*Activity*
Compute how many lines in the entries below contain "within", and output nothing but the number.

Saved data entries:

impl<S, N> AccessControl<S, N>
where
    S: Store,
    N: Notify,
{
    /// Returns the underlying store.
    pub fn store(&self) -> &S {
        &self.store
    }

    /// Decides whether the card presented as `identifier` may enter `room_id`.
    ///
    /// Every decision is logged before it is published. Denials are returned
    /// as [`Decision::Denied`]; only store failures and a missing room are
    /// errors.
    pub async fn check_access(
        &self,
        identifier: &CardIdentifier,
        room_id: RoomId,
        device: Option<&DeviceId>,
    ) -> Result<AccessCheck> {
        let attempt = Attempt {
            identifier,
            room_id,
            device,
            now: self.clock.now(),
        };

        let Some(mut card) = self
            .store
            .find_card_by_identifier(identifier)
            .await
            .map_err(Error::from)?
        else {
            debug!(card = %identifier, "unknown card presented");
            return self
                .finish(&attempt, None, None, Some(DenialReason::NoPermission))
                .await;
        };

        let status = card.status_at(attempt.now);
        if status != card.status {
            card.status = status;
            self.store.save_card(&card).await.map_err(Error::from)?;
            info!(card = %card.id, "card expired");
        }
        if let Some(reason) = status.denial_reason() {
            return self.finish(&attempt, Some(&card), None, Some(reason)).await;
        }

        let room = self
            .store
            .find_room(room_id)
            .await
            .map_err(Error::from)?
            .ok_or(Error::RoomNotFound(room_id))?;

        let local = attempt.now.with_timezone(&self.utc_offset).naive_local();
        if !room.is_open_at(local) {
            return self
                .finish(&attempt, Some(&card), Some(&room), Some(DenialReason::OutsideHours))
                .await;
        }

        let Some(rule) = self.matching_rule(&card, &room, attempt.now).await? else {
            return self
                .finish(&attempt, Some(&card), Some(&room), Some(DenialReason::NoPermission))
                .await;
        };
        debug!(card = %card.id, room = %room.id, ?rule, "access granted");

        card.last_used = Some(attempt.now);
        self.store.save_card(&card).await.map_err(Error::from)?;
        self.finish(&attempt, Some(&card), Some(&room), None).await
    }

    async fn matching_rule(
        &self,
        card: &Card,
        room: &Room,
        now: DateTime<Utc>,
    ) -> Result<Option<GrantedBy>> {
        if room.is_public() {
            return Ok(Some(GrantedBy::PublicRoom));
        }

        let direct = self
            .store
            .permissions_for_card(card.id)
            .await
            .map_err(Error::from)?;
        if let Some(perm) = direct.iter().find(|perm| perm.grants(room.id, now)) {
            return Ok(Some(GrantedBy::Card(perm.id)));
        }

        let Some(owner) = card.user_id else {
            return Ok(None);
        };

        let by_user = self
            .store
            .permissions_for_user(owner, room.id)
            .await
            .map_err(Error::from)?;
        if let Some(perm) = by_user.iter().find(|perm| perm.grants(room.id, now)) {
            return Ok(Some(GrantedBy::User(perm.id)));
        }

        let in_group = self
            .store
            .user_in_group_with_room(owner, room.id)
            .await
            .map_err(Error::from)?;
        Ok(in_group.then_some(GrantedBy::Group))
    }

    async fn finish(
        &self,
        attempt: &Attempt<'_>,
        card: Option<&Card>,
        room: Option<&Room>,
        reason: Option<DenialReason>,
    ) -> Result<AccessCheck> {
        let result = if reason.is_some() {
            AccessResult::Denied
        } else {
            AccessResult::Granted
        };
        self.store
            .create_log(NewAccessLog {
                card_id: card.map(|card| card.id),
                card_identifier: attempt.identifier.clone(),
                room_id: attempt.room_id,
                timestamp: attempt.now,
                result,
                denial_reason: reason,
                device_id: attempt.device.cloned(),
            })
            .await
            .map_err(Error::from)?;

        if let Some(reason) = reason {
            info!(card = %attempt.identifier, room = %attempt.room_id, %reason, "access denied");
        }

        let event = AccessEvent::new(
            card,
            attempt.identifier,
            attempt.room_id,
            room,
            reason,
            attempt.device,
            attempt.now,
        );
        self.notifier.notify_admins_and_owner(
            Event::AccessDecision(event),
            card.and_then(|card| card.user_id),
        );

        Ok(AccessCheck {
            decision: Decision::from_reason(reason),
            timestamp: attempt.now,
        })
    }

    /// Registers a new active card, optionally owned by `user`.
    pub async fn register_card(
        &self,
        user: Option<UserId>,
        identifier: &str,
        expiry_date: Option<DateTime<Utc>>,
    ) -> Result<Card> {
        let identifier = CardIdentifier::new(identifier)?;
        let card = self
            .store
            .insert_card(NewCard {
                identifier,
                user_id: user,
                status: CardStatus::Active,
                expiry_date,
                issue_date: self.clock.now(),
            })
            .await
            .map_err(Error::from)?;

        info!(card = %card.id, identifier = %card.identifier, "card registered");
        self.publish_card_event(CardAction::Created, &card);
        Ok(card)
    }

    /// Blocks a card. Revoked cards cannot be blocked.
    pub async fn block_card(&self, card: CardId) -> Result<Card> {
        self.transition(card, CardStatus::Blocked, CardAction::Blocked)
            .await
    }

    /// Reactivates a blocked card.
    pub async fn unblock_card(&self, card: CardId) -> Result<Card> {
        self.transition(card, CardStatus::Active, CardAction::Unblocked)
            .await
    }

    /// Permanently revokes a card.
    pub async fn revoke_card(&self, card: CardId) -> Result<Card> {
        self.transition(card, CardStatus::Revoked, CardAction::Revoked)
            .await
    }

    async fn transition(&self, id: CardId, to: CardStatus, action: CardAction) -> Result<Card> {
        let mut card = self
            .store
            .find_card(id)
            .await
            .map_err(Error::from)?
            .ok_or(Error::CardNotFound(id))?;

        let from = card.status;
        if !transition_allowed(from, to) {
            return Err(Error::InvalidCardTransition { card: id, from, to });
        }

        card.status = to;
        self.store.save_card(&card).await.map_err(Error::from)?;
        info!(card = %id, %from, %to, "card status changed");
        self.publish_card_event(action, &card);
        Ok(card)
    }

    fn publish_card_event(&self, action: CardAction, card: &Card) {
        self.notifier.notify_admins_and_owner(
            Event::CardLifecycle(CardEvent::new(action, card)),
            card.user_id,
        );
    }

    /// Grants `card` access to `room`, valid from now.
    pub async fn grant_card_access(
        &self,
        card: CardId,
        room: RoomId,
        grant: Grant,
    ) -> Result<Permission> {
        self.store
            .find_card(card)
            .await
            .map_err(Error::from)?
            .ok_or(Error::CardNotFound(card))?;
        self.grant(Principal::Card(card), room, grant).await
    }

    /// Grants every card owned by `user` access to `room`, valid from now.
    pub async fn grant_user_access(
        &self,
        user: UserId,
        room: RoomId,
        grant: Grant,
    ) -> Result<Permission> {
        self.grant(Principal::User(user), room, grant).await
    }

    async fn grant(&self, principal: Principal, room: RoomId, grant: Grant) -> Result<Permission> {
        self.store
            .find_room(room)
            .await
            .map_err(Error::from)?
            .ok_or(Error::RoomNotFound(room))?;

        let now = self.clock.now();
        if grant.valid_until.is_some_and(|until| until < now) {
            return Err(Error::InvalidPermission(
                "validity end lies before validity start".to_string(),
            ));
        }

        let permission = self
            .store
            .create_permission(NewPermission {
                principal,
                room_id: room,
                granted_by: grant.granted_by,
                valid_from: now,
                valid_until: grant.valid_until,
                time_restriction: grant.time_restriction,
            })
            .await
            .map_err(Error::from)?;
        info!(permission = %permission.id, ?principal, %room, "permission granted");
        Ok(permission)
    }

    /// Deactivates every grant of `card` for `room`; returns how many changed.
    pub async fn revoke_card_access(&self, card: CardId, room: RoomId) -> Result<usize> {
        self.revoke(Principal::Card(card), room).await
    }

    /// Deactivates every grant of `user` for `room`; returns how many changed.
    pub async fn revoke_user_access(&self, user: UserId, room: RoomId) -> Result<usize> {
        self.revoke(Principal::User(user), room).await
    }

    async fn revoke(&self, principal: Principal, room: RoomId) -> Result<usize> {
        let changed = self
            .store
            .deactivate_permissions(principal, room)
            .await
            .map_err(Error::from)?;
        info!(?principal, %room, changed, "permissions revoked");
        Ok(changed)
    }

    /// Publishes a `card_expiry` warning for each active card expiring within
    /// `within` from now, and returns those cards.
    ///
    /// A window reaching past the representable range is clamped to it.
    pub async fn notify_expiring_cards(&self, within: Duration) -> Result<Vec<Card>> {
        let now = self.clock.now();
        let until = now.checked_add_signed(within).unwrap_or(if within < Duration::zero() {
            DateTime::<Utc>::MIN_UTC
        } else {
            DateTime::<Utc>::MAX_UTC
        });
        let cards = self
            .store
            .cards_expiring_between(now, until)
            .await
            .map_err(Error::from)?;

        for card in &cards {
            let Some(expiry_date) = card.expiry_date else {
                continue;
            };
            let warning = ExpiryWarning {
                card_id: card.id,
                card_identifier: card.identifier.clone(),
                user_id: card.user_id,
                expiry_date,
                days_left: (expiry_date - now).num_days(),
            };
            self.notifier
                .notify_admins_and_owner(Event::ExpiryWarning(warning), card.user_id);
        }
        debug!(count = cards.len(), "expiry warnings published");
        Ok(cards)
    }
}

*Task answer*
4